C’est à cette joie que je vous convie tous, au nom de Jésus vivant à jamais.
La paix soit avec vous, la joie abonde en chacun de vous , vous les inconditionnels du Souverain Maître et Seigneur
Témoins de l’Amour du Père en faveur de la famille EWINSOU, et plus spécialement en faveur de moi qui, loin de vous, suis ardemment requinqué aux effets de votre proximité combien chaleureuse, fraternelle et affectueuse.

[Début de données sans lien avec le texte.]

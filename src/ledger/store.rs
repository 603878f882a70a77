//! Persistence boundary for metadata records
//!
//! Stores are append-only: there is no update path. The MongoDB-backed store
//! lives in `db::ledger`; the in-memory store here backs dev mode and tests.

use std::sync::Mutex;

use super::{LedgerError, MetadataRecord};

/// Append-only storage of metadata records
#[async_trait::async_trait]
pub trait MetadataStore: Send + Sync {
    /// Most recent record for a (key_id, subject) pair
    ///
    /// "Most recent" is the newest timestamp; records sharing a timestamp are
    /// ordered by insertion.
    async fn latest(
        &self,
        key_id: &str,
        subject: &str,
    ) -> Result<Option<MetadataRecord>, LedgerError>;

    /// Append a sealed record
    async fn insert(&self, record: &MetadataRecord) -> Result<(), LedgerError>;

    /// Every non-deleted record describing a subject, in insertion order
    async fn for_subject(&self, subject: &str) -> Result<Vec<MetadataRecord>, LedgerError>;
}

/// Metadata store held in process memory
#[derive(Default)]
pub struct MemoryMetadataStore {
    records: Mutex<Vec<MetadataRecord>>,
}

impl MemoryMetadataStore {
    pub fn new() -> Self {
        Self::default()
    }

    /// Snapshot of every stored record, in insertion order
    pub fn records(&self) -> Vec<MetadataRecord> {
        self.lock().map(|r| r.clone()).unwrap_or_default()
    }

    fn lock(&self) -> Result<std::sync::MutexGuard<'_, Vec<MetadataRecord>>, LedgerError> {
        self.records
            .lock()
            .map_err(|_| LedgerError::Storage("metadata store lock poisoned".to_string()))
    }
}

#[async_trait::async_trait]
impl MetadataStore for MemoryMetadataStore {
    async fn latest(
        &self,
        key_id: &str,
        subject: &str,
    ) -> Result<Option<MetadataRecord>, LedgerError> {
        let records = self.lock()?;
        // max_by_key keeps the last maximum, so later inserts win timestamp ties
        Ok(records
            .iter()
            .filter(|r| r.key_id == key_id && r.subject == subject)
            .max_by_key(|r| r.timestamp)
            .cloned())
    }

    async fn insert(&self, record: &MetadataRecord) -> Result<(), LedgerError> {
        let mut records = self.lock()?;
        if records.iter().any(|r| r.hash == record.hash) {
            return Err(LedgerError::Storage(format!(
                "duplicate metadata hash: {}",
                record.hash
            )));
        }
        records.push(record.clone());
        Ok(())
    }

    async fn for_subject(&self, subject: &str) -> Result<Vec<MetadataRecord>, LedgerError> {
        let records = self.lock()?;
        Ok(records
            .iter()
            .filter(|r| r.subject == subject)
            .cloned()
            .collect())
    }
}
//! Metadata ledger
//!
//! Append-only, hash-linked chains of metadata records, one chain per
//! (key_id, subject) pair. A chain's head is its most recent record; each new
//! record points at the head it extends through `prev`.
//!
//! ## Write path
//!
//! `write` stamps the record, seals its hash and appends it exactly once. There
//! is no update-in-place: a change is a new record.
//!
//! When the payload carries a non-empty `title`, the subject's entity in the
//! content store is retitled in a detached task. That projection is best effort:
//! failures are logged and never reach the writer, and readers of the content
//! store may observe the old title until the task finishes.
//!
//! ## Concurrency
//!
//! `next_record` followed by `write` can fork a chain when two writers race on
//! the same head. `append` serializes those two steps per chain key inside this
//! process and is what request handlers use.

mod record;
mod store;

pub use record::MetadataRecord;
pub use store::{MemoryMetadataStore, MetadataStore};

use chrono::{DateTime, Utc};
use dashmap::DashMap;
use serde_json::{Map, Value};
use std::sync::Arc;
use tokio::sync::Mutex;
use tracing::{debug, info, warn};

use crate::hash::HashAlgorithm;
use crate::store::ContentStore;

/// Error type for ledger operations
#[derive(Debug, Clone, PartialEq, Eq, thiserror::Error)]
pub enum LedgerError {
    /// No record exists for the requested chain
    #[error("not found")]
    NotFound,

    #[error("metadata storage error: {0}")]
    Storage(String),

    /// Stored hash does not match the record contents
    #[error("chain integrity error: stored hash {expected}, computed {actual}")]
    Integrity { expected: String, actual: String },

    #[error("metadata serialization error: {0}")]
    Serialization(String),
}

type ChainKey = (String, String);

/// Ledger of metadata chains
pub struct Ledger {
    store: Arc<dyn MetadataStore>,
    content: Option<Arc<dyn ContentStore>>,
    algorithm: HashAlgorithm,
    chain_locks: DashMap<ChainKey, Arc<Mutex<()>>>,
}

impl Ledger {
    /// Create a ledger over a metadata store
    pub fn new(store: Arc<dyn MetadataStore>, algorithm: HashAlgorithm) -> Self {
        Self {
            store,
            content: None,
            algorithm,
            chain_locks: DashMap::new(),
        }
    }

    /// Enable title projection onto the content store
    pub fn with_content_store(mut self, content: Arc<dyn ContentStore>) -> Self {
        self.content = Some(content);
        self
    }

    pub fn algorithm(&self) -> HashAlgorithm {
        self.algorithm
    }

    /// Most recent record of a chain
    ///
    /// Returns `LedgerError::NotFound` when the chain is empty, and
    /// `LedgerError::Integrity` when the stored head does not hash to itself
    /// under the algorithm its own hash names.
    pub async fn chain_head(
        &self,
        key_id: &str,
        subject: &str,
    ) -> Result<MetadataRecord, LedgerError> {
        let head = self
            .store
            .latest(key_id, subject)
            .await?
            .ok_or(LedgerError::NotFound)?;
        head.verify()?;
        Ok(head)
    }

    /// Unsealed successor of a chain's head
    ///
    /// For an empty chain this is a fresh record with empty `prev` and payload.
    /// Otherwise it carries the head's key, subject and payload, with `prev` set
    /// to the head's hash. Callers replace `meta` before writing.
    pub async fn next_record(
        &self,
        key_id: &str,
        subject: &str,
    ) -> Result<MetadataRecord, LedgerError> {
        match self.chain_head(key_id, subject).await {
            Ok(head) => Ok(MetadataRecord {
                key_id: head.key_id,
                subject: head.subject,
                prev: head.hash,
                meta: head.meta,
                ..Default::default()
            }),
            Err(LedgerError::NotFound) => Ok(MetadataRecord::new(key_id, subject)),
            Err(e) => Err(e),
        }
    }

    /// Seal and append a record, stamped with the current time
    pub async fn write(&self, record: &mut MetadataRecord) -> Result<(), LedgerError> {
        self.write_at(record, Utc::now()).await
    }

    /// Seal and append a record, stamped with `now`
    pub async fn write_at(
        &self,
        record: &mut MetadataRecord,
        now: DateTime<Utc>,
    ) -> Result<(), LedgerError> {
        record.seal(now, self.algorithm);
        self.store.insert(record).await?;
        info!(record = %record, "Metadata written");

        if let Some(title) = record.title() {
            self.project_title(record.subject.clone(), title.to_string());
        }
        Ok(())
    }

    /// Extend a chain with a new payload, serialized against other appends to
    /// the same chain
    pub async fn append(
        &self,
        key_id: &str,
        subject: &str,
        meta: Map<String, Value>,
    ) -> Result<MetadataRecord, LedgerError> {
        let key = (key_id.to_string(), subject.to_string());
        let lock = self.chain_lock(&key);

        let result = {
            let _guard = lock.lock().await;
            self.append_locked(key_id, subject, meta).await
        };

        // Drop the lock entry once no other append holds or waits on it
        drop(lock);
        self.chain_locks
            .remove_if(&key, |_, lock| Arc::strong_count(lock) == 1);
        result
    }

    async fn append_locked(
        &self,
        key_id: &str,
        subject: &str,
        meta: Map<String, Value>,
    ) -> Result<MetadataRecord, LedgerError> {
        let mut record = self.next_record(key_id, subject).await?;
        record.meta = meta;
        self.write(&mut record).await?;
        Ok(record)
    }

    /// Every record describing a subject
    pub async fn for_subject(&self, subject: &str) -> Result<Vec<MetadataRecord>, LedgerError> {
        self.store.for_subject(subject).await
    }

    fn chain_lock(&self, key: &ChainKey) -> Arc<Mutex<()>> {
        Arc::clone(
            self.chain_locks
                .entry(key.clone())
                .or_insert_with(|| Arc::new(Mutex::new(())))
                .value(),
        )
    }

    fn project_title(&self, subject: String, title: String) {
        let Some(content) = self.content.clone() else {
            return;
        };

        tokio::spawn(async move {
            let mut entity = match content.read_by_hash(&subject).await {
                Ok(entity) => entity,
                Err(e) => {
                    warn!(subject = %subject, error = %e, "Title projection: subject read failed");
                    return;
                }
            };

            entity.title = title;
            if let Err(e) = content.update(&entity).await {
                warn!(subject = %subject, error = %e, "Title projection: update failed");
                return;
            }
            debug!(subject = %subject, url = %entity.url, "Title projected");
        });
    }
}

#[cfg(test)]
mod tests {
    use super::*;
    use crate::store::{MemoryContentStore, Page};
    use chrono::TimeZone;
    use serde_json::json;
    use std::time::Duration;

    fn ledger() -> (Ledger, Arc<MemoryMetadataStore>) {
        let store = Arc::new(MemoryMetadataStore::new());
        (
            Ledger::new(store.clone(), HashAlgorithm::Sha2_256),
            store,
        )
    }

    fn meta(value: Value) -> Map<String, Value> {
        value.as_object().cloned().unwrap_or_default()
    }

    #[tokio::test]
    async fn test_chain_head_not_found() {
        let (ledger, _) = ledger();
        assert_eq!(
            ledger.chain_head("key", "subject").await,
            Err(LedgerError::NotFound)
        );
    }

    #[tokio::test]
    async fn test_next_record_for_empty_chain() {
        let (ledger, _) = ledger();
        let record = ledger.next_record("key", "subject").await.unwrap();
        assert_eq!(record.prev, "");
        assert!(record.meta.is_empty());
        assert_eq!(record.key_id, "key");
        assert_eq!(record.subject, "subject");
        assert_eq!(record.hash(), "");
    }

    #[tokio::test]
    async fn test_next_record_links_to_head() {
        let (ledger, _) = ledger();
        let mut first = ledger.next_record("key", "subject").await.unwrap();
        first.meta = meta(json!({"title": "One"}));
        ledger.write(&mut first).await.unwrap();

        let next = ledger.next_record("key", "subject").await.unwrap();
        assert_eq!(next.prev, first.hash());
        assert_eq!(next.meta, first.meta);
        assert_eq!(next.hash(), "");
    }

    #[tokio::test]
    async fn test_write_is_deterministic_for_same_time() {
        let now = Utc.with_ymd_and_hms(2020, 1, 2, 3, 4, 5).unwrap();
        let (ledger_a, _) = ledger();
        let (ledger_b, _) = ledger();

        let mut a = MetadataRecord::new("key", "subject");
        a.meta = meta(json!({"b": 2, "a": 1}));
        let mut b = MetadataRecord::new("key", "subject");
        b.meta = meta(json!({"a": 1, "b": 2}));

        ledger_a.write_at(&mut a, now).await.unwrap();
        ledger_b.write_at(&mut b, now).await.unwrap();
        assert_eq!(a.hash(), b.hash());

        let mut c = MetadataRecord::new("key", "subject");
        c.meta = meta(json!({"a": 1, "b": 3}));
        ledger_b.write_at(&mut c, now).await.unwrap();
        assert_ne!(a.hash(), c.hash());
    }

    #[tokio::test]
    async fn test_write_appends_exactly_once() {
        let now = Utc.with_ymd_and_hms(2020, 1, 2, 3, 4, 5).unwrap();
        let (ledger, store) = ledger();
        let mut record = MetadataRecord::new("key", "subject");
        ledger.write_at(&mut record, now).await.unwrap();

        let mut duplicate = record.clone();
        let err = ledger.write_at(&mut duplicate, now).await.unwrap_err();
        assert!(matches!(err, LedgerError::Storage(_)));
        assert_eq!(store.records().len(), 1);
    }

    #[tokio::test]
    async fn test_chain_head_detects_tampered_record() {
        let (ledger, store) = ledger();
        let mut record = MetadataRecord::new("key", "subject");
        record.seal(Utc::now(), HashAlgorithm::Sha2_256);
        record.meta.insert("title".into(), json!("Forged"));
        store.insert(&record).await.unwrap();

        let err = ledger.chain_head("key", "subject").await.unwrap_err();
        assert!(matches!(err, LedgerError::Integrity { .. }));
        assert!(ledger.next_record("key", "subject").await.is_err());
    }

    #[tokio::test]
    async fn test_concurrent_appends_form_a_single_chain() {
        let (ledger, store) = ledger();
        let ledger = Arc::new(ledger);

        let mut tasks = Vec::new();
        for i in 0..10 {
            let ledger = Arc::clone(&ledger);
            tasks.push(tokio::spawn(async move {
                ledger
                    .append("key", "subject", meta(json!({ "n": i })))
                    .await
            }));
        }
        for task in tasks {
            task.await.unwrap().unwrap();
        }

        let records = store.records();
        assert_eq!(records.len(), 10);
        assert_eq!(records[0].prev, "");
        for pair in records.windows(2) {
            assert_eq!(pair[1].prev, pair[0].hash());
        }
        assert!(ledger.chain_locks.is_empty());
    }

    #[tokio::test]
    async fn test_chain_locks_released_after_append() {
        let (sequential, _) = ledger();
        for i in 0..100 {
            sequential
                .append("key", &format!("subject-{}", i), Map::new())
                .await
                .unwrap();
        }
        assert!(sequential.chain_locks.is_empty());

        // A failed append releases its entry too
        let (failing, store) = ledger();
        let mut forged = MetadataRecord::new("key", "subject");
        forged.seal(Utc::now(), HashAlgorithm::Sha2_256);
        forged.prev = "1220ff".to_string();
        store.insert(&forged).await.unwrap();
        assert!(failing.append("key", "subject", Map::new()).await.is_err());
        assert!(failing.chain_locks.is_empty());
    }

    #[tokio::test]
    async fn test_chain_survives_algorithm_change() {
        let store = Arc::new(MemoryMetadataStore::new());
        let old = Ledger::new(store.clone(), HashAlgorithm::Sha2_256);
        let first = old
            .append("key", "subject", meta(json!({"title": "One"})))
            .await
            .unwrap();
        assert!(first.hash().starts_with("1220"));

        let new = Ledger::new(store.clone(), HashAlgorithm::Sha2_512);
        assert_eq!(new.chain_head("key", "subject").await.unwrap(), first);

        let second = new
            .append("key", "subject", meta(json!({"title": "Two"})))
            .await
            .unwrap();
        assert!(second.hash().starts_with("1340"));
        assert_eq!(second.prev, first.hash());
        assert_eq!(store.records().len(), 2);
    }

    #[tokio::test]
    async fn test_title_projection_updates_subject() {
        let content = Arc::new(MemoryContentStore::new());
        content.add_page("http://example.com", Page::new("<html>body</html>"));
        let (entity, _) = content.fetch("http://example.com").await.unwrap();

        let store = Arc::new(MemoryMetadataStore::new());
        let ledger = Ledger::new(store, HashAlgorithm::Sha2_256)
            .with_content_store(content.clone());

        ledger
            .append("key", &entity.hash, meta(json!({"title": "Projected"})))
            .await
            .unwrap();

        let mut projected = false;
        for _ in 0..50 {
            if content.entity("http://example.com").unwrap().title == "Projected" {
                projected = true;
                break;
            }
            tokio::time::sleep(Duration::from_millis(10)).await;
        }
        assert!(projected);
    }

    #[tokio::test]
    async fn test_title_projection_failure_does_not_fail_write() {
        let content = Arc::new(MemoryContentStore::new());
        let store = Arc::new(MemoryMetadataStore::new());
        let ledger = Ledger::new(store.clone(), HashAlgorithm::Sha2_256)
            .with_content_store(content);

        let record = ledger
            .append("key", "1220unknown", meta(json!({"title": "Orphan"})))
            .await
            .unwrap();
        assert!(record.hash().starts_with("1220"));
        assert_eq!(store.records().len(), 1);
    }

    #[tokio::test]
    async fn test_for_subject_spans_signers() {
        let (ledger, _) = ledger();
        ledger.append("alice", "subject", Map::new()).await.unwrap();
        ledger.append("bob", "subject", Map::new()).await.unwrap();
        ledger.append("bob", "other", Map::new()).await.unwrap();

        let records = ledger.for_subject("subject").await.unwrap();
        assert_eq!(records.len(), 2);
    }
}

Vous, du Corps sacerdotal et religieux : avec à sa tête, Mgr François GNONHOSSOU, évêque du diocèse de Dassa-Zoumé, et en ses saints membres, les prêtres concélébrants, le cortège des religieux et religieuses, les catéchistes, les adhérents à tout mouvement d’action catholique…
Vous, du Corps politique et administratif : avec à sa tête la délégation de la préfecture des Collines, et en ses éminents membres, la haute représentation des Honorables députés à l’Assemblée nationale, les démembrements des mairies, les illustres autorités en leur grade et distinctions particulières, les élus locaux, particulièrement le CA de Zaffé…
Vous du Corps du service de l’ordre et des autres services sociaux…
Vous du Corps des augustes Gardiens de la tradition, avec tout privilège accordé aux Majestés, et à leur suite, les hauts dignitaires de nos cultures ancestrales, en leurs castes et strates respectifs,
Vous de la société, en vos marques et rangs spécifiques…
Je viens ici et maintenant magnifier votre Cœur qui a pu se départir de tout impératif hypothétique, pour vibrer et battre au rythme des devoirs on ne peut plus catégoriques où Amour et Vérité se conjuguent. De loin, mais proche de vous, je me prosterne pour clamer en votre honneur, le poème de mon cantique de gratitude. Une gratitude bien expressive et portée par ce fait de vie et de société, d’une éloquence irrécusable.
A Cotonou, vivait une maman ; la mère d’un prêtre. Ce prêtre avait deux amis avant de partir à l’extérieur pour les études. Un des amis ne revient voir et saluer la maman du prêtre que lorsque le prêtre rentre pour ses petites vacances. Mais l’autre, périodiquement prend de son temps et part passer deux jours avec la maman. Des deux, qui est le plus proche du prêtre et qui est son ami sincère ? Vous avez parfaitement la réponse, la très bonne. Et en chacun de vous, là, présents à Zaffé aux côtés de ma famille, à cause de nous les enfants, et aussi en mon absence, en chacun de vous, je lis l’image de l’ami sincère. Je remue tout mon corps pour vous acclamer.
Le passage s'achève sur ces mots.